▶ [PROBLEM STATEMENT] Quote each record exactly, please, leaving none out.

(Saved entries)

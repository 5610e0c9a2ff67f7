//! Optional observability helpers for the impersonation flows.
//!
//! # Feature Flags
//!
//! - Enable `tracing` to emit structured spans named `impersonation_broker.flow` with the `flow`
//!   and `stage` fields, plus `debug` events for refresh decisions.
//! - Enable `metrics` to increment the `impersonation_broker_flow_total` counter for every
//!   attempt/success/failure, labeled by `flow` + `outcome`.

mod metrics;
mod tracing;

pub use metrics::*;
pub use tracing::*;

// self
use crate::_prelude::*;

/// Flows observed by the crate.
#[derive(Clone, Copy, Debug, PartialEq, Eq, Hash)]
pub enum FlowKind {
	/// Check-then-refresh of the stored credential.
	Refresh,
	/// Authorization header assembly.
	Headers,
	/// Classification of a failed request made as the impersonated principal.
	Resource,
}
impl FlowKind {
	/// Returns a stable label suitable for span or metric fields.
	pub const fn as_str(self) -> &'static str {
		match self {
			FlowKind::Refresh => "refresh",
			FlowKind::Headers => "headers",
			FlowKind::Resource => "resource",
		}
	}
}
impl Display for FlowKind {
	fn fmt(&self, f: &mut Formatter) -> FmtResult {
		f.write_str(self.as_str())
	}
}

/// Outcome labels recorded for each attempt.
#[derive(Clone, Copy, Debug, PartialEq, Eq, Hash)]
pub enum FlowOutcome {
	/// Entry to a flow.
	Attempt,
	/// Successful completion.
	Success,
	/// Failure propagated back to the caller.
	Failure,
}
impl FlowOutcome {
	/// Returns a stable label suitable for span or metric fields.
	pub const fn as_str(self) -> &'static str {
		match self {
			FlowOutcome::Attempt => "attempt",
			FlowOutcome::Success => "success",
			FlowOutcome::Failure => "failure",
		}
	}
}
impl Display for FlowOutcome {
	fn fmt(&self, f: &mut Formatter) -> FmtResult {
		f.write_str(self.as_str())
	}
}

▶ [FINISHED TASK]
repository 5610e0c9a2ff67f7
//! Optional observability helpers for the impersonation flows.
//!
//! # Feature Flags
//!
//! - Enable `tracing` to emit structured spans named `impersonation_broker.flow` with the `flow`
//!   and `stage` fields, plus `debug` events for refresh decisions.
//! - Enable `metrics` to increment the `impersonation_broker_flow_total` counter for every
//!   attempt/success/failure, labeled by `flow` + `outcome`.

mod metrics;
mod tracing;

pub use metrics::*;
pub use tracing::*;

// self
use crate::_prelude::*;

/// Flows observed by the crate.
#[derive(Clone, Copy, Debug, PartialEq, Eq, Hash)]
pub enum FlowKind {
	/// Check-then-refresh of the stored credential.
	Refresh,
	/// Authorization header assembly.
	Headers,
	/// Classification of a failed request made as the impersonated principal.
	Resource,
}
impl FlowKind {
	/// Returns a stable label suitable for span or metric fields.
	pub const fn as_str(self) -> &'static str {
		match self {
			FlowKind::Refresh => "refresh",
			FlowKind::Headers => "headers",
			FlowKind::Resource => "resource",
		}
	}
}
impl Display for FlowKind {
	fn fmt(&self, f: &mut Formatter) -> FmtResult {
		f.write_str(self.as_str())
	}
}

/// Outcome labels recorded for each attempt.
#[derive(Clone, Copy, Debug, PartialEq, Eq, Hash)]
pub enum FlowOutcome {
	/// Entry to a flow.
	Attempt,
	/// Successful completion.
	Success,
	/// Failure propagated back to the caller.
	Failure,
}
impl FlowOutcome {
	/// Returns a stable label suitable for span or metric fields.
	pub const fn as_str(self) -> &'static str {
		match self {
			FlowOutcome::Attempt => "attempt",
			FlowOutcome::Success => "success",
			FlowOutcome::Failure => "failure",
		}
	}
}
impl Display for FlowOutcome {
	fn fmt(&self, f: &mut Formatter) -> FmtResult {
		f.write_str(self.as_str())
	}
}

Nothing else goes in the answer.